Breakfast: Eggs (egg whites and whole eggs), cereal (oatmeal or cold), nut butter, fruit
Snack: Greek yogurt w/ 1/4 cup oatmeal
Lunch: Chicken, rice, broccoli
Snack: Granola, or protein shake, or 2nd meal
Dinner: Meat (beef, chicken), rice, veggies
Snack: Oatmeal w/ whey, PB or eggs and cereal

Sometimes I would add a protein bar or some other snack in between meals. Sometimes my schedule would make Dinner as my last meal of the day (but I would add another meal earlier in the day). More or less I have operated on this schedule for a long time. I have started to increase calories by adding more eggs and nuts to my meals. I also supplement with protein in the morning when I first wake up (along with my Krill Oil).

I am gaining weight, both muscle and fat. I know my consumption of processed cereals is not good, so I use plain oatmeal most of the time. My brother mentioned that he eats low carbs throughout the day and then binges on them at night (which includes not so good choices). He has lost fat on his frame. I may be trying this, because honestly, I feel that carbs slow me down when I am not readily using them (exercising).
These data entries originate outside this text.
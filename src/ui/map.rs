/// Map-file emission.
///
/// At shutdown every image gets a `.map` text file: the original image name
/// on the first line, then one line per requested address, ascending. Each
/// address resolves to the nearest enclosing function observed during the
/// run, or `"?"` when none covers it. External-function addresses carry no
/// source position, so their lines omit the `line:column` suffix.
use std::fs::File;
use std::io::{BufWriter, Write};
use std::path::Path;

use anyhow::{Context, Result};
use log::debug;

use crate::core::types::Image;
use crate::preprocessor::SharedState;

pub fn write_map_files(map_directory: &Path, state: &SharedState) -> Result<()> {
    for image in state.images() {
        write_image_map(map_directory, state, image)
            .with_context(|| format!("Failed to write map file for image {}", image.name))?;
    }
    Ok(())
}

fn write_image_map(map_directory: &Path, state: &SharedState, image: &Image) -> Result<()> {
    let path = map_directory.join(format!("{}.map", sanitize_file_name(&image.name)));
    let file = File::create(&path)
        .with_context(|| format!("Failed to create {}", path.display()))?;
    let mut out = BufWriter::new(file);
    writeln!(out, "{}", image.name)?;

    let mut addresses: Vec<u32> = state
        .requested
        .iter()
        .filter(|entry| entry.0 == image.id)
        .map(|entry| entry.1)
        .collect();
    addresses.sort_unstable();

    let mut functions: Vec<((u32, u32), String)> = state.function_names[image.id as usize]
        .iter()
        .map(|entry| (*entry.key(), entry.value().clone()))
        .collect();
    functions.sort_unstable_by_key(|(range, _)| *range);

    debug!(
        "Map for {}: {} addresses, {} functions",
        image.name,
        addresses.len(),
        functions.len()
    );

    let is_extern = image.id == state.extern_image_id();
    for address in addresses {
        let name = enclosing_function(&functions, address).unwrap_or("?");
        if is_extern {
            writeln!(out, "{:08x}\t{}", address, name)?;
        } else {
            let (line, column) = state.address_space.decode(address);
            writeln!(out, "{:08x}\t{}:{}:{}", address, name, line, column)?;
        }
    }
    out.flush()?;
    Ok(())
}

/// The highest-start function range containing `address`, if any.
fn enclosing_function(functions: &[((u32, u32), String)], address: u32) -> Option<&str> {
    let upper = functions.partition_point(|((start, _), _)| *start <= address);
    functions[..upper]
        .iter()
        .rev()
        .find(|((_, end), _)| address <= *end)
        .map(|(_, name)| name.as_str())
}

/// Replaces path-hostile characters so any image name forms a valid file
/// name on every platform.
fn sanitize_file_name(name: &str) -> String {
    name.chars()
        .map(|c| match c {
            '/' | '\\' | '.' | ':' | '*' | '?' | '"' | '<' | '>' | '|' => '_',
            c if (c as u32) < 0x20 => '_',
            c => c,
        })
        .collect()
}

#[cfg(test)]
mod tests {
    use std::fs;

    use super::*;
    use crate::core::types::{EXTERN_IMAGE_NAME, UNKNOWN_FUNCTION_ADDRESS, UNKNOWN_FUNCTION_NAME};

    fn test_state() -> SharedState {
        let images = vec![
            Image {
                id: 0,
                name: "src/app.js".to_string(),
                interesting: true,
            },
            Image {
                id: 1,
                name: EXTERN_IMAGE_NAME.to_string(),
                interesting: true,
            },
        ];
        let state = SharedState::new(images, 13);
        state.record_function_name(
            1,
            UNKNOWN_FUNCTION_ADDRESS,
            UNKNOWN_FUNCTION_ADDRESS,
            UNKNOWN_FUNCTION_NAME,
        );
        state.request(1, UNKNOWN_FUNCTION_ADDRESS);
        state
    }

    #[test]
    fn addresses_resolve_to_their_enclosing_function() {
        let state = test_state();
        state.record_function_name(0, 10 << 13, 11 << 13, "fn");
        state.request(0, (10 << 13) | 4);

        let dir = tempfile::tempdir().unwrap();
        write_map_files(dir.path(), &state).unwrap();

        let map = fs::read_to_string(dir.path().join("src_app_js.map")).unwrap();
        assert_eq!(map, "src/app.js\n00014004\tfn:10:4\n");
    }

    #[test]
    fn uncovered_addresses_fall_back_to_a_question_mark() {
        let state = test_state();
        state.record_function_name(0, 5 << 13, 6 << 13, "covered");
        state.request(0, 2 << 13);

        let dir = tempfile::tempdir().unwrap();
        write_map_files(dir.path(), &state).unwrap();

        let map = fs::read_to_string(dir.path().join("src_app_js.map")).unwrap();
        assert_eq!(map, "src/app.js\n00004000\t?:2:0\n");
    }

    #[test]
    fn the_highest_start_covering_range_wins() {
        let state = test_state();
        state.record_function_name(0, 1 << 13, 20 << 13, "outer");
        state.record_function_name(0, 10 << 13, 12 << 13, "inner");
        state.request(0, 11 << 13);
        state.request(0, 15 << 13);

        let dir = tempfile::tempdir().unwrap();
        write_map_files(dir.path(), &state).unwrap();

        let map = fs::read_to_string(dir.path().join("src_app_js.map")).unwrap();
        assert_eq!(
            map,
            "src/app.js\n00016000\tinner:11:0\n0001e000\touter:15:0\n"
        );
    }

    #[test]
    fn extern_lines_have_no_source_position() {
        let state = test_state();

        let dir = tempfile::tempdir().unwrap();
        write_map_files(dir.path(), &state).unwrap();

        let map = fs::read_to_string(dir.path().join("[extern].map")).unwrap();
        assert_eq!(map, "[extern]\n00000001\t[unknown]\n");
    }

    #[test]
    fn addresses_are_emitted_in_ascending_order() {
        let state = test_state();
        state.request(0, 0x3000);
        state.request(0, 0x1000);
        state.request(0, 0x2000);

        let dir = tempfile::tempdir().unwrap();
        write_map_files(dir.path(), &state).unwrap();

        let map = fs::read_to_string(dir.path().join("src_app_js.map")).unwrap();
        let addresses: Vec<&str> = map
            .lines()
            .skip(1)
            .map(|l| l.split('\t').next().unwrap())
            .collect();
        assert_eq!(addresses, vec!["00001000", "00002000", "00003000"]);
    }

    #[test]
    fn file_names_are_sanitized() {
        assert_eq!(sanitize_file_name("src/app.js"), "src_app_js");
        assert_eq!(sanitize_file_name("C:\\code\\a.js"), "C__code_a_js");
        assert_eq!(sanitize_file_name("[extern]"), "[extern]");
        assert_eq!(sanitize_file_name("weird?<name>"), "weird__name_");
    }
}
/// Chunked line reader for multi-megabyte raw traces.
///
/// Yields logical `\n`-terminated lines as borrowed spans of the internal
/// buffer, so the hot loop never allocates per line. Lines that straddle a
/// chunk boundary are shifted to the buffer start before the next read; a
/// line longer than the whole buffer is a hard error rather than something
/// to paper over with reallocation.
use std::io::Read;

use anyhow::{Context, Result};
use memchr::memchr;

use crate::core::types::TraceError;

/// Default chunk buffer size. A single trace line must fit.
pub const DEFAULT_BUFFER_SIZE: usize = 1 << 20;

pub struct LineReader<R> {
    inner: R,
    buf: Vec<u8>,
    pos: usize,
    filled: usize,
    eof: bool,
}

impl<R: Read> LineReader<R> {
    pub fn new(inner: R) -> LineReader<R> {
        LineReader::with_buffer_size(inner, DEFAULT_BUFFER_SIZE)
    }

    pub fn with_buffer_size(inner: R, size: usize) -> LineReader<R> {
        LineReader {
            inner,
            buf: vec![0; size],
            pos: 0,
            filled: 0,
            eof: false,
        }
    }

    /// Returns the next non-empty line without its terminator, or `None` at
    /// end of input. A trailing `\r` is stripped so traces written on Windows
    /// hosts parse identically.
    pub fn next_line(&mut self) -> Result<Option<&[u8]>> {
        let (start, end) = loop {
            if let Some(offset) = memchr(b'\n', &self.buf[self.pos..self.filled]) {
                let start = self.pos;
                let mut end = self.pos + offset;
                self.pos = end + 1;
                if end > start && self.buf[end - 1] == b'\r' {
                    end -= 1;
                }
                if end == start {
                    continue;
                }
                break (start, end);
            }
            if self.eof {
                if self.pos == self.filled {
                    return Ok(None);
                }
                // Final line without a terminator.
                let start = self.pos;
                let mut end = self.filled;
                self.pos = self.filled;
                if end > start && self.buf[end - 1] == b'\r' {
                    end -= 1;
                }
                if end == start {
                    return Ok(None);
                }
                break (start, end);
            }
            self.refill()?;
        };
        Ok(Some(&self.buf[start..end]))
    }

    fn refill(&mut self) -> Result<()> {
        if self.pos == 0 && self.filled == self.buf.len() {
            return Err(TraceError::ReadBufferTooSmall(self.buf.len()).into());
        }
        self.buf.copy_within(self.pos..self.filled, 0);
        self.filled -= self.pos;
        self.pos = 0;
        let read = self
            .inner
            .read(&mut self.buf[self.filled..])
            .context("Failed to read trace input")?;
        if read == 0 {
            self.eof = true;
        } else {
            self.filled += read;
        }
        Ok(())
    }
}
I also discovered intermittent fasting, and I am interested in giving my digestive system a break by trying to fast for part of the day, only to make up the calories later on. I will probably need a BCAA supplement to help me through the hours of not eating (and keep the fear at bay of shrinking). I did read that you will not lose size with 12- 72 hours of fasting, but mentally, you need to go through to know that you are not going to die. Our bodies are amazing and have evolved to survive fasting, so I may try this out to shock my system out of the norm. Honestly, eating 6-7 meals day in and day out with little change can drive you crazy...
which brings me to how I can increase my joy with food.

Variety is the Spice of Life

I need variety. I need variety in my vegetables. I need a variety of sauces for my chicken (because I am not changing my chicken/rice combo). I need a variety of fat sources beyond almonds and peanut butter. Here are my ideas:

Vegetables: More greens besides broccoli-- Kale, Spinach. Carrots, Beans, Legumes
Fats: Avocado, Cashew Butter, Avocado Oil
Sauces: Indian, Thai (Peanut sauce), Korean

Of course it would be smart to just walk a few aisles looking for sauces that are gluten free, and I plan on doing that. I need to discover something new to make the old standbys taste good.

I may be changing my meals a bit to fit my schedule. There are other forms I can use for my rice and chicken (sushi-like bites), even chicken salad on rice bread. I have a few ideas and I will experiment.

Sorry for the winded blog, but it was a chance to document a few things.
I hope to have a slightly different schedule established in a month.

I will of course keep at it, from the Highlands!